Presseerklärung vom 6. November 2012

Nigeria lässt 104 Biafra-Aktivisten verhaften

- Kriminalisierung von Biafra-Aktivisten stoppen
- Aufarbeitung des Völkermordes überfällig



Die Gesellschaft für bedrohte Völker (GfbV) fordert die sofortige Freilassung von 101 Biafra-Aktivisten, die am Montag in Nigeria verhaftet worden sind. "Statt diese Aktivisten zu kriminalisieren und als "Terroristen" zu behandeln, sollte Nigeria endlich den Völkermord in Biafra 1967 bis 1970 enttabuisieren und aufarbeiten", erklärte der GfbV-Afrikareferent Ulrich Delius am Dienstag in Göttingen. "Die Vergangenheitsbewältigung ist längst überfällig." Die 101 Unterstützer der "Zionistischen Bewegung Biafras" (BZM) hatten am vergangenen Sonntag in Enugu mit biafranischen Flaggen demonstriert und die Unabhängigkeit Biafras erklärt. "Zwar ist die BZM nur eine unbedeutende und kleine Splittergruppe, doch jede Kriminalisierung von Biafra-Aktivisten trägt zu weiteren Spannungen in der Region bei", warnte der Menschenrechtler.

Die GfbV verlangt auch die Freilassung von drei führenden Vertretern der "Bewegung für die Aktualisierung des souveränen Staates Biafra" (MASSOB). Sie wurden bereits am 1. November 2012 festgenommen, als sie der Polizei ein BZM-Mitglied übergaben. Die MASSOB-Anhänger befürchteten, dass das Engagement für ein unabhängiges Biafra diskreditiert wird, und wollten die Unabhängigkeitserklärung der BZM verhindern. Die MASSOB selbst hatte die Unabhängigkeit Biafras bereits am 22. Mai 2000 im Rahmen einer Flaggenhissung erklärt.

In Biafra wird der Ruf nach einem unabhängigen Staat immer wieder laut. Der Völkermord an zwei Millionen Ibo Ende der 60er Jahre nach der Abspaltung der Region im Osten Nigerias ist in der nigerianischen Öffentlichkeit noch immer ein Tabu-Thema. Die Verbrechen wurden nicht dokumentiert und die Verantwortlichen nicht zur Rechenschaft gezogen.

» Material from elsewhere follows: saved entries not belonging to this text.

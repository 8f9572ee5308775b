//! Search results and diagnostics.

use fp_core::NodeId;

/// One point of the time-expanded state space.
#[derive(Copy, Clone, Debug, PartialEq)]
pub struct SearchState {
    pub node:      NodeId,
    /// Absolute time in seconds.
    pub time_secs: f64,
    pub resource:  f64,
    /// Cost accumulated since the start.
    pub cost:      f64,
}

/// Counters collected over one search.
#[derive(Copy, Clone, Debug, Default, PartialEq, Eq)]
pub struct SearchStats {
    /// States popped from the frontier, including discarded ones.
    pub states_expanded:    u64,
    pub states_pushed:      u64,
    /// Pops discarded because a retained label dominated them.
    pub dominated:          u64,
    /// Successors dropped for falling below the dry floor.
    pub resource_exhausted: u64,
    /// Successors dropped for passing the latest arrival.
    pub late_arrivals:      u64,
    /// Goal pops discarded for arriving before the earliest arrival.
    pub early_arrivals:     u64,
    /// Labels held by the store when the search ended. Always 0 for
    /// `StaticDijkstra`, which keeps no label store.
    pub labels_retained:    u64,
}

/// Result of a search.
///
/// A failed search is not an error: it returns an empty `path` with
/// `total_cost == 0.0` and the diagnostics gathered until the frontier ran
/// dry.
#[derive(Clone, Debug, PartialEq)]
pub struct SolveOutcome {
    /// Node ids from start to goal; empty when no path was found.
    pub path:               Vec<NodeId>,
    pub total_cost:         f64,
    /// Absolute arrival time at the goal.
    pub arrival_time_secs:  Option<f64>,
    /// Arrival time minus the request's start time.
    pub flight_time_secs:   Option<f64>,
    pub remaining_resource: Option<f64>,
    pub stats:              SearchStats,
}

impl SolveOutcome {
    pub(crate) fn found(path: Vec<NodeId>, goal: &SearchState, start_time_secs: f64, stats: SearchStats) -> Self {
        Self {
            path,
            total_cost:         goal.cost,
            arrival_time_secs:  Some(goal.time_secs),
            flight_time_secs:   Some(goal.time_secs - start_time_secs),
            remaining_resource: Some(goal.resource),
            stats,
        }
    }

    pub(crate) fn not_found(stats: SearchStats) -> Self {
        Self {
            path:               Vec::new(),
            total_cost:         0.0,
            arrival_time_secs:  None,
            flight_time_secs:   None,
            remaining_resource: None,
            stats,
        }
    }

    pub fn is_found(&self) -> bool {
        !self.path.is_empty()
    }

    #[inline]
    pub fn states_expanded(&self) -> u64 {
        self.stats.states_expanded
    }

    /// Resource burned over the path, given the request's initial resource.
    pub fn resource_used(&self, initial_resource: f64) -> Option<f64> {
        self.remaining_resource.map(|r| initial_resource - r)
    }
}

Den Verhafteten droht eine Anklage wegen Hochverrats. Der MASSOB-Vorsitzende Ralph Uwazuruike war aufgrund ähnlicher Vorfälle 2005 festgenommen und wegen Hochverrats vor Gericht angeklagt worden. 2007 wurde das Verfahren eingestellt, der Rechtsanwalt kam frei. 2011 wurde er erneut gemeinsam mit 280 MASSOB-Unterstützern festgenommen. Doch Staatspräsident Jonathan Goodluck ordnete nach wenigen Tagen ihre Freilassung an.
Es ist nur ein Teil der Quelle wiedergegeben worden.